#sentimenti_artificiali

#Sentimenti_artificiali

Chissà perchè le migliori storie che parlano di amore e intelligenze artificiali si concentrano il più delle volte sul corpo femminile trasformandolo in una macchina. Ma per fortuna non è sempre così, vi ricordate il bravissimo Robin Williams in “L’uomo bicentenario”, tratto dal racconto di Asimov?. La narrazione puntava alla domanda emblematica su cosa significhi essere umani. Comunque, il tema delle macchine che provano sentimenti è antico quanto il mondo. Persino partendo dalla Bibbia, Eva si potrebbe (ci prendiamo una piccola licenza) una creatura artificiale ante litteram, creata dalla costola di Adamo. L’amore artificiale diventa un paradigma nel mito greco di Pigmalione (v. Le metamorfosi di P. Ovidio X ), dove si narra del folle sentimento provato dallo scultore per una statua da lui modellata. Ammirato dalla propria opera, per quanto fosse bella e perfetta, Pigmalione se ne innamorò perdutamente, tanto da chiedere alla dea Afrodite di donarle la vita. 
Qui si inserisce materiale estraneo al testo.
/// Construction parameters for a floor.
#[derive(Debug, Clone)]
pub struct FloorSettings {
    /// Identity registered as president at startup.
    pub president: ParticipantId,
    /// Concurrent active queue items (at least 1).
    pub max_active_items: usize,
    pub requirements: RequirementDefaults,
}

impl FloorSettings {
    #[must_use]
    pub fn new(president: ParticipantId) -> Self {
        Self {
            president,
            max_active_items: 1,
            requirements: RequirementDefaults::default(),
        }
    }
}

#[derive(Debug, Clone)]
pub struct FloorState {
    registry: Registry,
    queue: BusinessQueue,
    ledger: Ledger,
    lifecycle: SessionLifecycle,
    sequence: u64,
}
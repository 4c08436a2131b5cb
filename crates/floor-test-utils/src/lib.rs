//! # Floor Test Utilities
//!
//! Shared test utilities for the floor service.
//!
//! This crate provides:
//! - Server test harness (`TestFloorServer` for E2E tests)
//! - A typed HTTP client acting as one participant (`FloorClient`)
//! - Roster fixtures (`seat_members`)
//!
//! ## Usage
//!
//! ```rust,ignore
//! use floor_test_utils::*;
//!
//! #[tokio::test]
//! async fn test_example() -> Result<()> {
//!     let server = TestFloorServer::spawn().await?;
//!     let alice = server.client("alice");
//!
//!     let response = alice.post("/api/v1/register", None).await?;
//!     assert_eq!(response.status, 201);
//!     Ok(())
//! }
//! ```

pub mod client;
pub mod fixtures;
pub mod server_harness;

// Re-export commonly used items
pub use client::*;
pub use fixtures::*;
pub use server_harness::*;
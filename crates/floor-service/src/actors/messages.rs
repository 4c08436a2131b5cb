//! Message types for the floor actor.
//!
//! Requests carry a `oneshot` sender for the reply.

use common::types::ParticipantId;
use tokio::sync::oneshot;

use crate::errors::FloorError;
use crate::floor::{Command, EventEnvelope, FineRecord};

#[derive(Debug)]
pub enum FloorMessage {
    /// Authorize and apply a command.
    ///
    /// The reply is sent only after the resulting events were published.
    Execute {
        actor: ParticipantId,
        command: Command,
        respond_to: oneshot::Sender<Result<Vec<EventEnvelope>, FloorError>>,
    },

    /// The fine book.
    GetFines {
        respond_to: oneshot::Sender<Vec<FineRecord>>,
    },
}
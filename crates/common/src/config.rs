//! Common configuration types for floor components.

use serde::{Deserialize, Serialize};
use std::collections::HashMap;

/// Default tracing filter when `RUST_LOG` is not set.
pub const DEFAULT_LOG_FILTER: &str = "floor_service=debug,tower_http=debug";

/// Observability configuration
#[derive(Debug, Clone, PartialEq, Eq, Serialize, Deserialize)]
pub struct ObservabilityConfig {
    /// Tracing filter directive (trace, debug, info, warn, error, or per-target)
    pub log_filter: String,
    /// Enable JSON-formatted logs
    pub json_logs: bool,
}

impl Default for ObservabilityConfig {
    fn default() -> Self {
        Self {
            log_filter: DEFAULT_LOG_FILTER.to_string(),
            json_logs: false,
        }
    }
}

impl ObservabilityConfig {
    /// Load observability settings from a variable map.
    ///
    /// Reads `RUST_LOG` for the filter and `FLOOR_LOG_JSON` (`true`/`1`) for
    /// the output format. Missing or unparseable values fall back to defaults.
    #[must_use]
    pub fn from_vars<S: std::hash::BuildHasher>(vars: &HashMap<String, String, S>) -> Self {
        let log_filter = vars
            .get("RUST_LOG")
            .filter(|v| !v.trim().is_empty())
            .cloned()
            .unwrap_or_else(|| DEFAULT_LOG_FILTER.to_string());

        let json_logs = vars
            .get("FLOOR_LOG_JSON")
            .is_some_and(|v| matches!(v.trim().to_ascii_lowercase().as_str(), "true" | "1"));

        Self {
            log_filter,
            json_logs,
        }
    }
}
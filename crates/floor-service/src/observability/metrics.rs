//! Metrics definitions for the floor service.
//!
//! All metrics follow Prometheus naming conventions:
//! - `floor_` prefix
//! - `_total` suffix for counters
//! - `_seconds` suffix for duration histograms
//!
//! # Cardinality
//!
//! - `command`: bounded by the `Command` enum (20 values)
//! - `status`: `success` or an error code (15 values)
//! - `event`: bounded by the `FloorEvent` enum (10 values)
//! - `endpoint`: matched route templates, never raw paths

use metrics::{counter, gauge, histogram};
use metrics_exporter_prometheus::{Matcher, PrometheusBuilder, PrometheusHandle};
use std::time::Duration;

/// Initialize the Prometheus recorder and return the handle used by `/metrics`.
///
/// Command latency buckets are tight because commands apply in memory.
///
/// # Errors
///
/// Returns error if the recorder fails to install (e.g., already installed).
pub fn init_metrics_recorder() -> Result<PrometheusHandle, String> {
    PrometheusBuilder::new()
        .set_buckets_for_metric(
            Matcher::Prefix("floor_command".to_string()),
            &[
                0.0001, 0.0005, 0.001, 0.005, 0.010, 0.025, 0.050, 0.100, 0.250,
            ],
        )
        .map_err(|e| format!("Failed to set command latency buckets: {e}"))?
        .set_buckets_for_metric(
            Matcher::Prefix("floor_http".to_string()),
            &[
                0.005, 0.010, 0.025, 0.050, 0.100, 0.250, 0.500, 1.000, 2.500, 5.000,
            ],
        )
        .map_err(|e| format!("Failed to set HTTP latency buckets: {e}"))?
        .install_recorder()
        .map_err(|e| format!("Failed to install Prometheus metrics recorder: {e}"))
}

/// Record an HTTP request.
///
/// Metrics: `floor_http_requests_total`, `floor_http_request_duration_seconds`
/// Labels: `method`, `endpoint` (matched route template), `status_code`
pub fn record_http_request(method: &str, endpoint: &str, status_code: u16, duration: Duration) {
    histogram!("floor_http_request_duration_seconds",
        "method" => method.to_string(),
        "endpoint" => endpoint.to_string()
    )
    .record(duration.as_secs_f64());

    counter!("floor_http_requests_total",
        "method" => method.to_string(),
        "endpoint" => endpoint.to_string(),
        "status_code" => status_code.to_string()
    )
    .increment(1);
}

/// Record a processed command.
///
/// Metrics: `floor_commands_total`, `floor_command_duration_seconds`
/// Labels: `command`, `status`
pub fn record_command(command: &'static str, status: &'static str, duration: Duration) {
    counter!("floor_commands_total", "command" => command, "status" => status).increment(1);
    histogram!("floor_command_duration_seconds", "command" => command)
        .record(duration.as_secs_f64());
}

/// Record an event handed to the broadcast channel.
///
/// Metric: `floor_events_published_total`
/// Labels: `event`
pub fn record_event_published(event: &'static str) {
    counter!("floor_events_published_total", "event" => event).increment(1);
}

/// Set the number of connected observers.
///
/// Metric: `floor_observers_active`
pub fn set_observers_active(count: usize) {
    #[allow(clippy::cast_precision_loss)]
    gauge!("floor_observers_active").set(count as f64);
}

/// Set the floor actor's mailbox depth.
///
/// Metric: `floor_actor_mailbox_depth`
pub fn set_actor_mailbox_depth(depth: usize) {
    #[allow(clippy::cast_precision_loss)]
    gauge!("floor_actor_mailbox_depth").set(depth as f64);
}

/// Record a subscriber that fell behind and was told to resync.
///
/// Metric: `floor_observer_lagged_total`
pub fn record_observer_lagged(skipped: u64) {
    counter!("floor_observer_lagged_total").increment(1);
    counter!("floor_observer_skipped_events_total").increment(skipped);
}

/// Record pending queue items expired by the idle timeout.
///
/// Metric: `floor_pending_expired_total`
pub fn record_pending_expired(count: usize) {
    counter!("floor_pending_expired_total").increment(count as u64);
}
//! HTTP request handlers for the floor service.

pub mod commands;
pub mod events;
pub mod metrics;
pub mod queries;

pub use commands::{
    activate_queue_item, call_break, cast_vote, complete_active_queue_item, complete_queue_item,
    create_proposal, end_break, end_session, end_voting, impose_fine, join_seat, leave_seat,
    object_floor, register, remove_proposal, request_speak, set_seat_status, set_stupid,
    update_attributes, update_proposal,
};
pub use events::event_stream;
pub use metrics::metrics_handler;
pub use queries::{get_fines, get_snapshot};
Il connubio tra donne e sentimenti artificiali può essere cercato come una costante nel genere fantastico. È affascinate come il sentimento dell’amore trovi spazio negli ambienti fantascientifici e venga impastato in tantissime trame, alcune ben riuscite altre meno. 

I grandi autori di genere, come Philip Dick hanno dato vita alle figure femminili più intriganti che sono rimaste nella nostra memoria. Rachel nel “Cacciatore di Androidi” (trasposto nella celeberrima pellicola “Blade Runner”) ne è un esempio. Fredda e misteriosa, ma con la scintilla dell’amore che non può essere mai perfetto o duraturo. Il fatto è che per quanto poco duraturo provare amore ne vale sempre la pena.
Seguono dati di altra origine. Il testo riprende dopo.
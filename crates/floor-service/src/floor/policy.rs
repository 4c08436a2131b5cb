//! Authorization gate.
//!
//! Every command passes through [`authorize`] before any component is
//! touched. The lifecycle gate runs first, then the command's declared
//! permission is checked against the actor's role.

use common::types::ParticipantId;

use super::command::Command;
use super::lifecycle::SessionMode;
use super::registry::Participant;
use super::seat::{self, SeatAuthority, SeatStatus};
use super::state::FloorState;
use crate::errors::FloorError;

/// Who may issue a command.
#[derive(Debug, Clone, PartialEq, Eq)]
pub enum Permission {
    AnyParticipant,
    PresidentOnly,
    SelfOnly(ParticipantId),
    SelfOrPresident(ParticipantId),
}

/// Reject everything once ended, and non-president commands during a break.
pub fn gate_lifecycle(is_president: bool, mode: SessionMode) -> Result<(), FloorError> {
    match mode {
        SessionMode::Ended => Err(FloorError::SessionEnded),
        SessionMode::OnBreak if !is_president => Err(FloorError::OnBreak),
        _ => Ok(()),
    }
}

fn seat_permission(
    target: &ParticipantId,
    from: SeatStatus,
    to: SeatStatus,
) -> Result<Permission, FloorError> {
    match seat::transition(from, to) {
        Some(SeatAuthority::SelfOnly) => Ok(Permission::SelfOnly(target.clone())),
        Some(SeatAuthority::SelfOrPresident) => Ok(Permission::SelfOrPresident(target.clone())),
        Some(SeatAuthority::PresidentOnly) => Ok(Permission::PresidentOnly),
        None => Err(FloorError::InvalidTransition(format!(
            "{target}: {from} -> {to}"
        ))),
    }
}

/// Resolve the permission a command requires in the current state.
pub fn required_permission(
    actor: &Participant,
    command: &Command,
    state: &FloorState,
) -> Result<Permission, FloorError> {
    match command {
        Command::Register | Command::JoinSeat | Command::LeaveSeat | Command::CastVote(..) => {
            Ok(Permission::AnyParticipant)
        }
        Command::RequestSpeak => {
            seat_permission(&actor.id, actor.seat_status, SeatStatus::RequestingToSpeak)
        }
        Command::ObjectFloor => seat_permission(&actor.id, actor.seat_status, SeatStatus::Objecting),
        Command::SetSeatStatus { target, status } => {
            let from = state.registry().require(target)?.seat_status;
            seat_permission(target, from, *status)
        }
        Command::SetQueueItemActive(_)
        | Command::CompleteQueueItem(_)
        | Command::CompleteActiveQueueItem
        | Command::CreateProposal(_)
        | Command::UpdateProposal(..)
        | Command::SetStupid(..)
        | Command::EndVoting(_)
        | Command::RemoveProposal(_)
        | Command::UpdateAttributes(..)
        | Command::ImposeFine { .. }
        | Command::CallBreak
        | Command::EndBreak
        | Command::EndSession => Ok(Permission::PresidentOnly),
    }
}

/// Check a resolved permission against the actor.
pub fn check_permission(actor: &Participant, permission: &Permission) -> Result<(), FloorError> {
    let allowed = match permission {
        Permission::AnyParticipant => true,
        Permission::PresidentOnly => actor.is_president(),
        Permission::SelfOnly(target) => actor.id == *target,
        Permission::SelfOrPresident(target) => actor.id == *target || actor.is_president(),
    };
    if allowed {
        Ok(())
    } else {
        Err(FloorError::Forbidden(format!(
            "{} may not perform this operation",
            actor.id
        )))
    }
}

/// The single authorization gate.
pub fn authorize(actor: &Participant, command: &Command, state: &FloorState) -> Result<(), FloorError> {
    gate_lifecycle(actor.is_president(), state.mode())?;
    let permission = required_permission(actor, command, state)?;
    check_permission(actor, &permission)
}

#[cfg(test)]
#[allow(clippy::unwrap_used, clippy::expect_used)]
mod tests {
    use super::*;
    use crate::floor::registry::Role;

    fn participant(id: &str, role: Role) -> Participant {
        Participant {
            id: ParticipantId::from(id),
            role,
            present: true,
            seat_status: SeatStatus::Neutral,
            electoral_strength: 1,
            party_affiliation: String::new(),
            fines: 0,
        }
    }

    #[test]
    fn test_lifecycle_gate_order() {
        assert_eq!(
            gate_lifecycle(true, SessionMode::Ended).unwrap_err(),
            FloorError::SessionEnded
        );
        assert_eq!(
            gate_lifecycle(false, SessionMode::OnBreak).unwrap_err(),
            FloorError::OnBreak
        );
        assert!(gate_lifecycle(true, SessionMode::OnBreak).is_ok());
        assert!(gate_lifecycle(false, SessionMode::Active).is_ok());
    }

    #[test]
    fn test_permission_checks() {
        let member = participant("alice", Role::Member);
        let president = participant("speaker", Role::President);
        let alice = ParticipantId::from("alice");

        assert!(check_permission(&member, &Permission::AnyParticipant).is_ok());
        assert!(matches!(
            check_permission(&member, &Permission::PresidentOnly).unwrap_err(),
            FloorError::Forbidden(_)
        ));
        assert!(check_permission(&president, &Permission::PresidentOnly).is_ok());
        assert!(check_permission(&member, &Permission::SelfOnly(alice.clone())).is_ok());
        assert!(check_permission(&president, &Permission::SelfOnly(alice.clone())).is_err());
        assert!(check_permission(&president, &Permission::SelfOrPresident(alice.clone())).is_ok());

        let bob = participant("bob", Role::Member);
        assert!(check_permission(&bob, &Permission::SelfOrPresident(alice)).is_err());
    }

    #[test]
    fn test_seat_permission_from_table() {
        let alice = ParticipantId::from("alice");
        assert_eq!(
            seat_permission(&alice, SeatStatus::Objecting, SeatStatus::Neutral).unwrap(),
            Permission::PresidentOnly
        );
        assert!(matches!(
            seat_permission(&alice, SeatStatus::Neutral, SeatStatus::Speaking).unwrap_err(),
            FloorError::InvalidTransition(_)
        ));
    }
}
Si scava ancora di più nei sentimenti quando nel film “Her” (“Lei” del 2013) il protagonista prova amore per un’immateriale assistente virtuale.
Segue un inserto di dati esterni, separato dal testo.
//! Floor service error types.
//!
//! Every command either fully commits or fails with one of these variants.
//! All variants map to an HTTP status via the `IntoResponse` impl; internal
//! details are logged server-side and never returned to clients.

use axum::{
    http::StatusCode,
    response::{IntoResponse, Response},
    Json,
};
use serde::Serialize;
use thiserror::Error;

/// Floor service error type.
///
/// Maps to HTTP status codes:
/// - `Forbidden`, `NotEligible`: 403
/// - `InvalidTransition`, `Conflict`, `VotingClosed`, `Immutable`, `Stupid`,
///   `DuplicateIdentity`: 409
/// - `OnBreak`: 423
/// - `SessionEnded`: 410
/// - `Validation`: 400
/// - `NotFound`: 404
/// - `Unauthenticated`: 401
/// - `Internal`: 500
#[derive(Debug, Clone, PartialEq, Eq, Error)]
pub enum FloorError {
    /// Actor lacks the role for the requested operation.
    #[error("Forbidden: {0}")]
    Forbidden(String),

    /// The seat state machine or session lifecycle rejects the edge.
    #[error("Invalid transition: {0}")]
    InvalidTransition(String),

    /// A uniqueness or single-active invariant would be violated.
    #[error("Conflict: {0}")]
    Conflict(String),

    /// Participant not present or not entitled to act.
    #[error("Not eligible: {0}")]
    NotEligible(String),

    /// Vote cast after the proposal was frozen.
    #[error("Voting closed for proposal {0}")]
    VotingClosed(String),

    /// Mutation attempted on a frozen proposal.
    #[error("Immutable: {0}")]
    Immutable(String),

    /// Vote cast on a proposal excluded from voting.
    #[error("Proposal {0} is excluded from voting")]
    Stupid(String),

    /// Floor is on break; only the president may act.
    #[error("The floor is on break")]
    OnBreak,

    /// Session has ended; no further mutations are accepted.
    #[error("The session has ended")]
    SessionEnded,

    /// Malformed input.
    #[error("Validation error: {0}")]
    Validation(String),

    /// Identity already registered.
    #[error("Identity already registered: {0}")]
    DuplicateIdentity(String),

    /// Referenced entity does not exist.
    #[error("Not found: {0}")]
    NotFound(String),

    /// No authenticated identity accompanied the request.
    #[error("Unauthenticated")]
    Unauthenticated,

    /// Internal error (actor unavailable, channel closed).
    #[error("Internal error: {0}")]
    Internal(String),
}

impl FloorError {
    /// Returns the stable machine-readable code for this error.
    #[must_use]
    pub fn error_code(&self) -> &'static str {
        match self {
            FloorError::Forbidden(_) => "FORBIDDEN",
            FloorError::InvalidTransition(_) => "INVALID_TRANSITION",
            FloorError::Conflict(_) => "CONFLICT",
            FloorError::NotEligible(_) => "NOT_ELIGIBLE",
            FloorError::VotingClosed(_) => "VOTING_CLOSED",
            FloorError::Immutable(_) => "IMMUTABLE",
            FloorError::Stupid(_) => "STUPID",
            FloorError::OnBreak => "ON_BREAK",
            FloorError::SessionEnded => "SESSION_ENDED",
            FloorError::Validation(_) => "VALIDATION_ERROR",
            FloorError::DuplicateIdentity(_) => "DUPLICATE_IDENTITY",
            FloorError::NotFound(_) => "NOT_FOUND",
            FloorError::Unauthenticated => "UNAUTHENTICATED",
            FloorError::Internal(_) => "INTERNAL_ERROR",
        }
    }

    /// Returns the HTTP status code for this error.
    #[must_use]
    pub fn status_code(&self) -> StatusCode {
        match self {
            FloorError::Forbidden(_) | FloorError::NotEligible(_) => StatusCode::FORBIDDEN,
            FloorError::InvalidTransition(_)
            | FloorError::Conflict(_)
            | FloorError::VotingClosed(_)
            | FloorError::Immutable(_)
            | FloorError::Stupid(_)
            | FloorError::DuplicateIdentity(_) => StatusCode::CONFLICT,
            FloorError::OnBreak => StatusCode::LOCKED,
            FloorError::SessionEnded => StatusCode::GONE,
            FloorError::Validation(_) => StatusCode::BAD_REQUEST,
            FloorError::NotFound(_) => StatusCode::NOT_FOUND,
            FloorError::Unauthenticated => StatusCode::UNAUTHORIZED,
            FloorError::Internal(_) => StatusCode::INTERNAL_SERVER_ERROR,
        }
    }

    /// Returns a client-safe error message (no internal details).
    #[must_use]
    pub fn client_message(&self) -> String {
        match self {
            FloorError::Internal(_) => "An internal error occurred".to_string(),
            other => other.to_string(),
        }
    }
}

#[derive(Serialize)]
struct ErrorResponse {
    error: ErrorDetail,
}

#[derive(Serialize)]
struct ErrorDetail {
    code: String,
    message: String,
}

impl IntoResponse for FloorError {
    fn into_response(self) -> Response {
        if let FloorError::Internal(detail) = &self {
            tracing::error!(target: "floor.errors", error = %detail, "Internal error");
        }

        let status = self.status_code();
        let body = ErrorResponse {
            error: ErrorDetail {
                code: self.error_code().to_string(),
                message: self.client_message(),
            },
        };

        let mut response = (status, Json(body)).into_response();

        if status == StatusCode::UNAUTHORIZED {
            if let Ok(header_value) = "Bearer realm=\"floor\"".parse() {
                response
                    .headers_mut()
                    .insert("WWW-Authenticate", header_value);
            }
        }

        response
    }
}

#[cfg(test)]
#[allow(clippy::unwrap_used, clippy::expect_used)]
mod tests {
    use super::*;

    #[test]
    fn test_status_code_mapping() {
        assert_eq!(
            FloorError::Forbidden("x".to_string()).status_code(),
            StatusCode::FORBIDDEN
        );
        assert_eq!(
            FloorError::NotEligible("x".to_string()).status_code(),
            StatusCode::FORBIDDEN
        );
        assert_eq!(
            FloorError::Conflict("x".to_string()).status_code(),
            StatusCode::CONFLICT
        );
        assert_eq!(FloorError::OnBreak.status_code(), StatusCode::LOCKED);
        assert_eq!(FloorError::SessionEnded.status_code(), StatusCode::GONE);
        assert_eq!(
            FloorError::Validation("x".to_string()).status_code(),
            StatusCode::BAD_REQUEST
        );
        assert_eq!(
            FloorError::NotFound("x".to_string()).status_code(),
            StatusCode::NOT_FOUND
        );
        assert_eq!(
            FloorError::Unauthenticated.status_code(),
            StatusCode::UNAUTHORIZED
        );
    }

    #[test]
    fn test_client_messages_hide_internal_details() {
        let err = FloorError::Internal("mailbox closed at actor 0x7f".to_string());
        assert_eq!(err.client_message(), "An internal error occurred");
        assert!(!err.client_message().contains("0x7f"));
    }

    #[test]
    fn test_display_formatting() {
        assert_eq!(
            FloorError::VotingClosed("3".to_string()).to_string(),
            "Voting closed for proposal 3"
        );
        assert_eq!(FloorError::SessionEnded.to_string(), "The session has ended");
    }

    #[tokio::test]
    async fn test_into_response_body_shape() {
        use http_body_util::BodyExt;

        let response = FloorError::OnBreak.into_response();
        assert_eq!(response.status(), StatusCode::LOCKED);

        let bytes = response.into_body().collect().await.unwrap().to_bytes();
        let body: serde_json::Value = serde_json::from_slice(&bytes).unwrap();
        assert_eq!(body["error"]["code"], "ON_BREAK");
        assert_eq!(body["error"]["message"], "The floor is on break");
    }

    #[test]
    fn test_unauthorized_carries_authenticate_header() {
        let response = FloorError::Unauthenticated.into_response();
        assert!(response.headers().contains_key("WWW-Authenticate"));
    }
}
Il Sol Levante ci ha regalato altri esempi indimenticabili tra manga e animazione. Si arrivano a condire le trame persino di domande filosofiche sulla vita e i sentimenti. Merita una citazione la serie del maestro Osamu Tezuka “La Fenice” un manga in dodici volumi del 1954, e poi ripreso dal film di animazione del 1980 “L’uccello di fuoco 2772”. Una meravigliosa e imperdibile metafora sulla vita e l’amore ( v trama https://it.wikipedia.org/wiki/L%27uccello_di_fuoco_2772 ). 

Rimanendo in ambito di film animazione giapponese d’annata, tiriamo fuori dal cappello “Ghost in the Shell”, degli anni Novanta scritto da Masamune Shirow e diretto da Mamoru Oshii. Anche qui si scende nel profondo delle questioni filosofiche che ci tormentano, sprofondando nelle domande sulla propria identità e paura della morte. 

Il filone non sembra mai esaurirsi, negli ultimi anni anche serie televisive hanno raccontato la questione, “Soulmates” e “One” (anche se non di grandissimo successo) hanno tirato fuori domande sulla capacità di affidarsi a una macchina per trovare risposte ai propri tormenti amorosi.